Trump y su consejera, Kellyanne Conway, quien calificó una mentira como un “hecho alternativo”. [Foto: AFP]
Trump y su consejera, Kellyanne Conway, quien calificó una mentira como un “hecho alternativo”. [Foto: AFP]

Por Victor J. Krebs

Ya Goebbels afirmaba que repetir una mentira muchas veces termina transformándola en verdad. Y parece que, en la política contemporánea, esto se ha convertido en norma. Peor aun: la mentira ni siquiera necesita transformarse en verdad; simplemente la reemplaza.

Kellyanne Conway, por ejemplo, justificando una evidente mentira de la Casa Blanca, aclaró que estaban hablando más bien de “hechos alternativos”. Como lo puso más recientemente Rudy Giuliani, el abogado del presidente, hoy en día “la verdad no es la verdad”. En la misma línea, cuando en medio de su campaña presidencial César Acuña argumentó que lo que había hecho con el texto del profesor Otoniel Alvarado no era un plagio sino una “copia”, o cuando el técnico de Castañeda declaró que el puente Solidaridad “no se cayó sino que se desplomó”, e incluso cada vez que Keiko Fujimori insiste en la probidad de sus congresistas cuando los hechos la desmienten, todos están discurriendo en el ámbito de la posverdad. Como dice el periodista mexicano Esteban Illades, en su libro Fake news (2018), “las mentiras ya no tienen ningún velo”.

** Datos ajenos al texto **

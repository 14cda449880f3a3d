//! Checklist MCP Tools

use serde::Serialize;
use tracing::info;

use super::{resolve_date, DeleteResponse};
use crate::db::Database;
use crate::models::{completion_percent, ChecklistItem};

/// Response for get_checklist
#[derive(Debug, Serialize)]
pub struct ChecklistResponse {
    pub date: String,
    pub items: Vec<ChecklistItem>,
    pub completed: usize,
    pub completion_percent: u32,
}

pub fn get_checklist(db: &Database, date: Option<&str>) -> Result<ChecklistResponse, String> {
    let date = resolve_date(date)?;
    let conn = db.get_conn().map_err(|e| format!("Database error: {}", e))?;

    let items = ChecklistItem::list_for_date(&conn, &date)
        .map_err(|e| format!("Failed to get checklist: {}", e))?;

    Ok(ChecklistResponse {
        completed: items.iter().filter(|i| i.completed).count(),
        completion_percent: completion_percent(&items),
        items,
        date,
    })
}

pub fn add_checklist_item(db: &Database, label: &str, date: Option<&str>) -> Result<ChecklistItem, String> {
    let date = resolve_date(date)?;
    let conn = db.get_conn().map_err(|e| format!("Database error: {}", e))?;

    let item = ChecklistItem::create(&conn, &date, label)
        .map_err(|e| format!("Failed to add checklist item: {}", e))?;

    info!(item_id = item.id, date = %item.date, "checklist item added");
    Ok(item)
}

pub fn toggle_checklist_item(db: &Database, id: i64) -> Result<ChecklistItem, String> {
    let conn = db.get_conn().map_err(|e| format!("Database error: {}", e))?;

    ChecklistItem::toggle(&conn, id)
        .map_err(|e| format!("Failed to toggle checklist item: {}", e))?
        .ok_or_else(|| format!("Checklist item {} not found", id))
}

pub fn delete_checklist_item(db: &Database, id: i64) -> Result<DeleteResponse, String> {
    let conn = db.get_conn().map_err(|e| format!("Database error: {}", e))?;

    let deleted = ChecklistItem::delete(&conn, id)
        .map_err(|e| format!("Failed to delete checklist item: {}", e))?;
    if !deleted {
        return Err(format!("Checklist item {} not found", id));
    }

    Ok(DeleteResponse { id, deleted })
}
//! Workout model
//!
//! Logged workouts plus the built-in workout types and their burn rates.

use rusqlite::{params, Connection, Row};
use serde::{Deserialize, Serialize};

use crate::db::{DbError, DbResult};

/// Built-in workout type with an estimated burn rate
#[derive(Debug, Clone, Copy, PartialEq, Serialize)]
pub struct WorkoutType {
    pub name: &'static str,
    pub calories_per_minute: f64,
}

pub const WORKOUT_TYPES: &[WorkoutType] = &[
    WorkoutType { name: "Running", calories_per_minute: 10.0 },
    WorkoutType { name: "Cycling", calories_per_minute: 8.0 },
    WorkoutType { name: "Swimming", calories_per_minute: 9.0 },
    WorkoutType { name: "Weightlifting", calories_per_minute: 6.0 },
    WorkoutType { name: "Yoga", calories_per_minute: 4.0 },
    WorkoutType { name: "Walking", calories_per_minute: 5.0 },
];

impl WorkoutType {
    /// Case-insensitive lookup by name
    pub fn find(name: &str) -> Option<&'static WorkoutType> {
        let name = name.trim();
        WORKOUT_TYPES.iter().find(|t| t.name.eq_ignore_ascii_case(name))
    }
}

/// Estimated calories burned; unknown types burn nothing
pub fn estimate_calories_burned(workout_type: &str, duration_minutes: f64) -> f64 {
    WorkoutType::find(workout_type)
        .map(|t| t.calories_per_minute * duration_minutes.max(0.0))
        .unwrap_or(0.0)
}

/// A logged workout
#[derive(Debug, Clone, Serialize, Deserialize)]
pub struct Workout {
    pub id: i64,
    pub date: String,
    pub workout_type: String,
    pub duration_minutes: f64,
    pub calories_burned: f64,
    pub logged_at: String,
    pub created_at: String,
}

/// Data for creating a workout
#[derive(Debug, Clone)]
pub struct WorkoutCreate {
    pub date: String,
    pub workout_type: String,
    pub duration_minutes: f64,
    /// Estimated from the type's rate when absent
    pub calories_burned: Option<f64>,
    pub logged_at: Option<String>,
}

impl Workout {
    /// Create from a database row
    fn from_row(row: &Row) -> rusqlite::Result<Self> {
        Ok(Self {
            id: row.get("id")?,
            date: row.get("date")?,
            workout_type: row.get("workout_type")?,
            duration_minutes: row.get("duration_minutes")?,
            calories_burned: row.get("calories_burned")?,
            logged_at: row.get("logged_at")?,
            created_at: row.get("created_at")?,
        })
    }

    /// Create a new workout
    pub fn create(conn: &Connection, data: &WorkoutCreate) -> DbResult<Self> {
        if data.workout_type.trim().is_empty() || data.duration_minutes <= 0.0 {
            return Err(DbError::Validation(
                "Workout type and a positive duration are required".to_string(),
            ));
        }

        // Store the canonical spelling for built-in types
        let workout_type = WorkoutType::find(&data.workout_type)
            .map(|t| t.name.to_string())
            .unwrap_or_else(|| data.workout_type.trim().to_string());

        let calories_burned = data
            .calories_burned
            .unwrap_or_else(|| estimate_calories_burned(&workout_type, data.duration_minutes));
        let logged_at = data
            .logged_at
            .clone()
            .unwrap_or_else(|| chrono::Utc::now().format("%Y-%m-%dT%H:%M:%SZ").to_string());

        conn.execute(
            r#"
            INSERT INTO workouts (date, workout_type, duration_minutes, calories_burned, logged_at)
            VALUES (?1, ?2, ?3, ?4, ?5)
            "#,
            params![data.date, workout_type, data.duration_minutes, calories_burned, logged_at],
        )?;

        let id = conn.last_insert_rowid();
        Self::get_by_id(conn, id)?
            .ok_or(DbError::Sqlite(rusqlite::Error::QueryReturnedNoRows))
    }

    /// Get a workout by ID
    pub fn get_by_id(conn: &Connection, id: i64) -> DbResult<Option<Self>> {
        let mut stmt = conn.prepare("SELECT * FROM workouts WHERE id = ?1")?;

        let result = stmt.query_row([id], Self::from_row);
        match result {
            Ok(workout) => Ok(Some(workout)),
            Err(rusqlite::Error::QueryReturnedNoRows) => Ok(None),
            Err(e) => Err(e.into()),
        }
    }

    /// Workouts in an inclusive date range, oldest first
    pub fn list_range(conn: &Connection, start_date: &str, end_date: &str) -> DbResult<Vec<Self>> {
        let mut stmt = conn.prepare(
            "SELECT * FROM workouts WHERE date >= ?1 AND date <= ?2 ORDER BY date, logged_at, id",
        )?;
        let workouts = stmt
            .query_map([start_date, end_date], Self::from_row)?
            .collect::<Result<Vec<_>, _>>()?;
        Ok(workouts)
    }

    pub fn list_for_date(conn: &Connection, date: &str) -> DbResult<Vec<Self>> {
        Self::list_range(conn, date, date)
    }

    /// Distinct dates with at least one workout, up to and including `date`
    pub fn dates_up_to(conn: &Connection, date: &str) -> DbResult<Vec<String>> {
        let mut stmt = conn
            .prepare("SELECT DISTINCT date FROM workouts WHERE date <= ?1 ORDER BY date DESC")?;
        let dates = stmt
            .query_map([date], |row| row.get(0))?
            .collect::<Result<Vec<_>, _>>()?;
        Ok(dates)
    }

    /// Delete a workout
    pub fn delete(conn: &Connection, id: i64) -> DbResult<bool> {
        let rows = conn.execute("DELETE FROM workouts WHERE id = ?1", [id])?;
        Ok(rows > 0)
    }
}
//! Lenient numeric parsing for live-edited form fields
//!
//! Text typed into a numeric field is coerced, never rejected: the longest
//! leading numeric prefix wins and anything unparseable becomes zero.

/// Parse a decimal number, falling back to 0
///
/// Examples:
/// - "150" -> 150.0
/// - " 12.5g" -> 12.5
/// - ".5" -> 0.5
/// - "1e2" -> 100.0
/// - "abc" -> 0.0
/// - "" -> 0.0
pub fn parse_or_zero(raw: &str) -> f64 {
    let prefix = decimal_prefix(raw.trim_start());
    match prefix.parse::<f64>() {
        Ok(value) if value.is_finite() => value,
        _ => 0.0,
    }
}

/// Parse an integer, truncating any fractional part, falling back to 0
///
/// Examples:
/// - "450" -> 450
/// - "12.7" -> 12
/// - "-3kg" -> -3
/// - "kcal" -> 0
pub fn parse_int_or_zero(raw: &str) -> i64 {
    let trimmed = raw.trim_start();
    let bytes = trimmed.as_bytes();
    let mut end = 0;
    if matches!(bytes.first(), Some(b'+') | Some(b'-')) {
        end = 1;
    }
    let digits_start = end;
    while end < bytes.len() && bytes[end].is_ascii_digit() {
        end += 1;
    }
    if end == digits_start {
        return 0;
    }
    trimmed[..end].parse::<i64>().unwrap_or(0)
}

/// Longest prefix of `s` that reads as a decimal literal
fn decimal_prefix(s: &str) -> &str {
    let bytes = s.as_bytes();
    let mut end = 0;

    if matches!(bytes.first(), Some(b'+') | Some(b'-')) {
        end = 1;
    }

    let int_start = end;
    while end < bytes.len() && bytes[end].is_ascii_digit() {
        end += 1;
    }
    let mut mantissa_digits = end - int_start;

    if end < bytes.len() && bytes[end] == b'.' {
        let frac_start = end + 1;
        let mut frac_end = frac_start;
        while frac_end < bytes.len() && bytes[frac_end].is_ascii_digit() {
            frac_end += 1;
        }
        mantissa_digits += frac_end - frac_start;
        if mantissa_digits > 0 {
            end = frac_end;
        }
    }

    if mantissa_digits == 0 {
        return "";
    }

    // Exponent only counts if at least one digit follows
    if end < bytes.len() && (bytes[end] == b'e' || bytes[end] == b'E') {
        let mut exp_end = end + 1;
        if exp_end < bytes.len() && (bytes[exp_end] == b'+' || bytes[exp_end] == b'-') {
            exp_end += 1;
        }
        let exp_digits_start = exp_end;
        while exp_end < bytes.len() && bytes[exp_end].is_ascii_digit() {
            exp_end += 1;
        }
        if exp_end > exp_digits_start {
            end = exp_end;
        }
    }

    &s[..end]
}

#[cfg(test)]
mod tests {
    use super::*;

    #[test]
    fn test_parse_plain_numbers() {
        assert_eq!(parse_or_zero("150"), 150.0);
        assert_eq!(parse_or_zero("12.5"), 12.5);
        assert_eq!(parse_or_zero(".5"), 0.5);
        assert_eq!(parse_or_zero("7."), 7.0);
        assert_eq!(parse_or_zero("-4"), -4.0);
    }

    #[test]
    fn test_parse_leading_prefix() {
        assert_eq!(parse_or_zero("  200g"), 200.0);
        assert_eq!(parse_or_zero("1.5.2"), 1.5);
        assert_eq!(parse_or_zero("1e2"), 100.0);
        assert_eq!(parse_or_zero("3e"), 3.0);
    }

    #[test]
    fn test_parse_garbage_is_zero() {
        assert_eq!(parse_or_zero("abc"), 0.0);
        assert_eq!(parse_or_zero(""), 0.0);
        assert_eq!(parse_or_zero("."), 0.0);
        assert_eq!(parse_or_zero("-"), 0.0);
        assert_eq!(parse_or_zero("NaN"), 0.0);
        assert_eq!(parse_or_zero("1e999"), 0.0);
    }

    #[test]
    fn test_parse_int() {
        assert_eq!(parse_int_or_zero("450"), 450);
        assert_eq!(parse_int_or_zero("12.7"), 12);
        assert_eq!(parse_int_or_zero(" -3kg"), -3);
        assert_eq!(parse_int_or_zero("kcal"), 0);
        assert_eq!(parse_int_or_zero(""), 0);
    }
}
//! Weigh-in model
//!
//! Body weight, at most one reading per day.

use rusqlite::{params, Connection, Row};
use serde::{Deserialize, Serialize};

use crate::db::{DbError, DbResult};

#[derive(Debug, Clone, PartialEq, Serialize, Deserialize)]
pub struct WeighIn {
    pub id: i64,
    pub date: String,
    pub weight_kg: f64,
    pub updated_at: String,
}

impl WeighIn {
    fn from_row(row: &Row) -> rusqlite::Result<Self> {
        Ok(Self {
            id: row.get("id")?,
            date: row.get("date")?,
            weight_kg: row.get("weight_kg")?,
            updated_at: row.get("updated_at")?,
        })
    }

    /// Record the weight for a date, replacing any earlier reading that day
    pub fn upsert(conn: &Connection, date: &str, weight_kg: f64) -> DbResult<Self> {
        if !(weight_kg.is_finite() && weight_kg > 0.0) {
            return Err(DbError::Validation("Weight must be greater than 0".to_string()));
        }

        conn.execute(
            r#"
            INSERT INTO weigh_ins (date, weight_kg)
            VALUES (?1, ?2)
            ON CONFLICT(date) DO UPDATE SET
                weight_kg = excluded.weight_kg,
                updated_at = datetime('now')
            "#,
            params![date, weight_kg],
        )?;

        let mut stmt = conn.prepare("SELECT * FROM weigh_ins WHERE date = ?1")?;
        Ok(stmt.query_row([date], Self::from_row)?)
    }

    /// Readings in an inclusive date range, oldest first
    pub fn list_range(conn: &Connection, start_date: &str, end_date: &str) -> DbResult<Vec<Self>> {
        let mut stmt = conn
            .prepare("SELECT * FROM weigh_ins WHERE date >= ?1 AND date <= ?2 ORDER BY date")?;
        let readings = stmt
            .query_map([start_date, end_date], Self::from_row)?
            .collect::<Result<Vec<_>, _>>()?;
        Ok(readings)
    }

    /// Most recent reading, optionally only those on or before a date
    pub fn latest(conn: &Connection, on_or_before: Option<&str>) -> DbResult<Option<Self>> {
        let mut stmt = conn.prepare(
            "SELECT * FROM weigh_ins WHERE ?1 IS NULL OR date <= ?1 ORDER BY date DESC LIMIT 1",
        )?;

        let result = stmt.query_row([on_or_before], Self::from_row);
        match result {
            Ok(reading) => Ok(Some(reading)),
            Err(rusqlite::Error::QueryReturnedNoRows) => Ok(None),
            Err(e) => Err(e.into()),
        }
    }
}

#[cfg(test)]
mod tests {
    use super::*;
    use crate::db::Database;

    fn db() -> Database {
        let db = Database::in_memory().unwrap();
        db.with_conn(|conn| crate::db::migrations::run_migrations(conn)).unwrap();
        db
    }

    #[test]
    fn test_upsert_replaces_same_day() {
        let db = db();
        db.with_conn(|conn| {
            WeighIn::upsert(conn, "2026-01-10", 80.0)?;
            let second = WeighIn::upsert(conn, "2026-01-10", 79.4)?;
            assert_eq!(second.weight_kg, 79.4);

            WeighIn::upsert(conn, "2026-01-12", 79.0)?;
            let readings = WeighIn::list_range(conn, "2026-01-01", "2026-01-31")?;
            assert_eq!(readings.len(), 2);

            let latest = WeighIn::latest(conn, Some("2026-01-11"))?.unwrap();
            assert_eq!(latest.date, "2026-01-10");
            assert_eq!(WeighIn::latest(conn, None)?.unwrap().date, "2026-01-12");
            Ok(())
        })
        .unwrap();
    }

    #[test]
    fn test_non_positive_rejected() {
        let db = db();
        for weight in [0.0, -5.0, f64::NAN] {
            let err = db.with_conn(|conn| WeighIn::upsert(conn, "2026-01-10", weight)).unwrap_err();
            assert!(matches!(err, DbError::Validation(_)));
        }
    }
}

Pero el poder y la mentira son antiguos aliados y en todas las épocas se ha vendido gato por liebre en la política. Maquiavelo lo anunciaba cuando apuntaba que el príncipe está justificado para mentir si es por el bien del Estado. Y cuando Napoleón mandó falsas noticias de sus supuestos logros para crear otra versión de los hechos, también estaba apelando a los alternative facts del mundo de Trump.

Lo que hace la diferencia es la simbiosis entre política y virtualidad y el prodigioso poder de replicación de los medios digitales, que viraliza la posverdad e impregna todo lo que alcanza con la mentira. La vertiginosa realidad digital instaura una lógica de reality show, donde es el efecto y no la verdad lo que importa. Sin darnos cuenta, la verdad va perdiendo su peso hasta que se hace irrelevante, y poco a poco vamos perdiendo nosotros la capacidad de distinguirla de la mentira.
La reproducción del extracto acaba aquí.